__What needs to be done__. The required result is the number of lines below that hold the word "notice", stated without anything else.

__Input material__.

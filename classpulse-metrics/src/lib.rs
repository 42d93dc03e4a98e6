//! ClassPulse metrics
//!
//! Affect telemetry models, the streaming metrics engine and SQLite
//! persistence for events, capture sessions, minute aggregates and alerts.

pub mod database;
pub mod engine;
pub mod error;
pub mod models;

// Re-export main types
pub use database::{
    EventDatabase, ALERT_WINDOW_MINUTES, RISK_ALERT_THRESHOLD, RISK_CRITICAL_THRESHOLD,
};
pub use engine::{EngineConfig, MetricsEngine, Sample};
pub use error::{MetricsError, Result};
pub use models::{
    parse_timestamp, AlertSeverity, CaptureSession, DerivedMetrics, Emotion, FaceBox, HeadPose,
    MinuteAggregate, ProbabilityVector, RawFrameEvent, RawPayload, RiskAlert, SessionStatus,
    DEFAULT_SOURCE_DEVICE, NUM_CLASSES,
};
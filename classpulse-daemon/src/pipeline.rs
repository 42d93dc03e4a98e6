//! Capture output → metrics engine → event router

use anyhow::Result;
use async_trait::async_trait;
use chrono::Utc;
use classpulse_broadcaster::LiveEvent;
use classpulse_metrics::{EngineConfig, EventDatabase, MetricsEngine, RawFrameEvent, Sample, SessionStatus};
use serde_json::Value;
use std::collections::HashMap;
use std::sync::Arc;
use tokio::sync::Mutex;
use tracing::{debug, info, warn};

use crate::ingest::EventRouter;
use crate::worker::{FrameHandler, WorkerContext, WorkerExit};

/// Frame handler that scores each record with its session's engine
///
/// One [`MetricsEngine`] exists per capture session. It is created with the
/// session's first frame and dropped when the session's worker exits.
pub struct IngestPipeline {
    router: Arc<EventRouter>,
    engine_config: EngineConfig,
    engines: Mutex<HashMap<i64, MetricsEngine>>,
    sessions: Option<Arc<EventDatabase>>,
}

impl IngestPipeline {
    pub fn new(router: Arc<EventRouter>, engine_config: EngineConfig) -> Self {
        Self {
            router,
            engine_config,
            engines: Mutex::new(HashMap::new()),
            sessions: None,
        }
    }

    /// Record unexpected worker exits in the capture session ledger
    pub fn with_session_ledger(mut self, db: Arc<EventDatabase>) -> Self {
        self.sessions = Some(db);
        self
    }

    pub fn router(&self) -> &Arc<EventRouter> {
        &self.router
    }

    pub async fn active_engines(&self) -> usize {
        self.engines.lock().await.len()
    }

    /// Push the frame into the session's engine and attach the derived
    /// metrics unless the producer already supplied them
    async fn score(&self, session_id: i64, event: &mut RawFrameEvent) {
        let mut engines = self.engines.lock().await;
        let engine = engines
            .entry(session_id)
            .or_insert_with(|| MetricsEngine::new(self.engine_config));

        engine.push(Sample::from_event(event));
        let derived = engine.compute();
        if event.metrics.is_none() {
            event.metrics = derived;
        }
    }

    async fn record_exit(&self, ctx: &WorkerContext, exit: &WorkerExit) {
        let Some(db) = &self.sessions else {
            return;
        };
        let status = if exit.is_clean() {
            SessionStatus::Stopped
        } else {
            SessionStatus::Failed
        };

        let db = Arc::clone(db);
        let session_id = ctx.session_id;
        let result = tokio::task::spawn_blocking(move || -> classpulse_metrics::Result<_> {
            match db.get_capture_session(session_id)? {
                Some(session) if session.status == SessionStatus::Running => {
                    db.update_session_status(session_id, status).map(Some)
                }
                _ => Ok(None),
            }
        })
        .await;

        match result {
            Ok(Ok(Some(_))) => {
                info!(session_id, status = %status, "Capture session ended with its process")
            }
            Ok(Ok(None)) => {}
            Ok(Err(e)) => warn!(session_id, "Failed to update capture session: {}", e),
            Err(e) => warn!(session_id, "Session update task failed: {}", e),
        }
    }
}

#[async_trait]
impl FrameHandler for IngestPipeline {
    async fn handle_frame(&self, ctx: &WorkerContext, frame: Value) -> Result<()> {
        let mut event = RawFrameEvent::from_value(frame)?;
        self.score(ctx.session_id, &mut event).await;

        // The worker's device is the room, whatever the producer wrote
        let outcome = self.router.ingest_to(&ctx.device_id, event).await;
        if !outcome.persisted {
            debug!(device_id = %ctx.device_id, "Event kept in fallback log");
        }
        Ok(())
    }

    async fn worker_exited(&self, ctx: &WorkerContext, exit: &WorkerExit) {
        self.engines.lock().await.remove(&ctx.session_id);

        if !exit.requested {
            self.record_exit(ctx, exit).await;
        }

        let notice = LiveEvent::CaptureEnded {
            device_id: ctx.device_id.clone(),
            session_id: Some(ctx.session_id),
            events_count: exit.events_count,
            error_count: exit.error_count,
            timestamp: Utc::now(),
        };
        if !self.router.publish(notice) {
            warn!(device_id = %ctx.device_id, "capture_ended notice dropped");
        }
    }
}
//! Daemon lifecycle: wire the services together, serve, shut down in order

use anyhow::{Context, Result};
use classpulse_broadcaster::{LiveBroadcaster, LiveServer};
use classpulse_metrics::EventDatabase;
use std::future::Future;
use std::path::Path;
use std::sync::Arc;
use tokio::task::JoinHandle;
use tracing::{error, info, warn};

use crate::aggregator;
use crate::capture::CaptureService;
use crate::config::DaemonConfig;
use crate::ingest::{EventRouter, FallbackLog, SqliteStorage};
use crate::ipc::{ControlContext, ControlServer};
use crate::pipeline::IngestPipeline;
use crate::supervisor::WorkerSupervisor;

/// Every long-lived service of a running daemon
pub struct Daemon {
    db: Arc<EventDatabase>,
    broadcaster: Arc<LiveBroadcaster>,
    supervisor: Arc<WorkerSupervisor>,
    capture: Arc<CaptureService>,
    live_server: LiveServer,
    control: ControlServer,
    aggregator_task: Option<JoinHandle<()>>,
}

impl Daemon {
    /// Open storage, build the relay and pipeline, and bind both sockets
    pub async fn start(config: &DaemonConfig) -> Result<Self> {
        let db_path = config.database_path()?;
        let db = Arc::new(
            EventDatabase::new(&db_path)
                .with_context(|| format!("Failed to open database {}", db_path.display()))?,
        );
        info!("Event database: {}", db_path.display());

        let relay = config.relay.build()?;
        match &config.relay.url {
            Some(url) => info!("Live rooms relayed through {}", url),
            None => info!("Live rooms are local to this process"),
        }

        let broadcaster = Arc::new(LiveBroadcaster::new(relay));
        let router = Arc::new(EventRouter::new(
            Arc::new(SqliteStorage::new(Arc::clone(&db))),
            FallbackLog::new(config.fallback_log_path()?),
            Arc::clone(&broadcaster),
        ));
        let pipeline = Arc::new(
            IngestPipeline::new(Arc::clone(&router), config.engine)
                .with_session_ledger(Arc::clone(&db)),
        );
        let supervisor = Arc::new(WorkerSupervisor::new(config.capture.clone(), pipeline));
        let capture = Arc::new(CaptureService::new(Arc::clone(&db), Arc::clone(&supervisor)));

        let live_server = LiveServer::new(config.live_socket_path()?, Arc::clone(&broadcaster));
        live_server
            .start()
            .await
            .context("Failed to start live server")?;

        let control = ControlServer::bind(
            config.control_socket_path()?,
            Arc::new(ControlContext {
                capture: Arc::clone(&capture),
                router,
                db: Arc::clone(&db),
            }),
        )
        .context("Failed to start control server")?;

        let aggregator_task = config
            .aggregator
            .enabled
            .then(|| aggregator::spawn(Arc::clone(&db), &config.aggregator));

        Ok(Self {
            db,
            broadcaster,
            supervisor,
            capture,
            live_server,
            control,
            aggregator_task,
        })
    }

    pub fn database(&self) -> &Arc<EventDatabase> {
        &self.db
    }

    pub fn broadcaster(&self) -> &Arc<LiveBroadcaster> {
        &self.broadcaster
    }

    pub fn capture(&self) -> &Arc<CaptureService> {
        &self.capture
    }

    pub fn control_socket_path(&self) -> &Path {
        self.control.socket_path()
    }

    pub fn live_socket_path(&self) -> &Path {
        self.live_server.socket_path()
    }

    /// Serve the control socket until `shutdown` resolves or the server
    /// fails, then shut down
    pub async fn serve(self, shutdown: impl Future<Output = ()>) -> Result<()> {
        tokio::select! {
            result = self.control.run() => {
                if let Err(e) = result {
                    error!("Control server error: {:#}", e);
                }
            }
            _ = shutdown => {
                info!("Received shutdown signal");
            }
        }

        self.shutdown().await;
        Ok(())
    }

    /// Stop every worker, the aggregator, the live server and the relay
    /// forwarders, then remove the control socket. Running sessions are
    /// closed as stopped.
    pub async fn shutdown(self) {
        info!("Shutting down...");
        for (device_id, status) in self.capture.all_status().await {
            if !status.is_running {
                continue;
            }
            if let Err(e) = self.capture.stop_device(&device_id).await {
                warn!(device_id = %device_id, "Failed to close capture session: {}", e);
            }
        }
        // Anything started after the sweep above
        self.supervisor.stop_all_workers().await;

        if let Some(task) = self.aggregator_task {
            task.abort();
        }
        if let Err(e) = self.live_server.stop().await {
            warn!("Failed to stop live server: {}", e);
        }
        self.broadcaster.shutdown().await;
        drop(self.control);

        info!("ClassPulse daemon stopped");
    }
}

__Result__. 3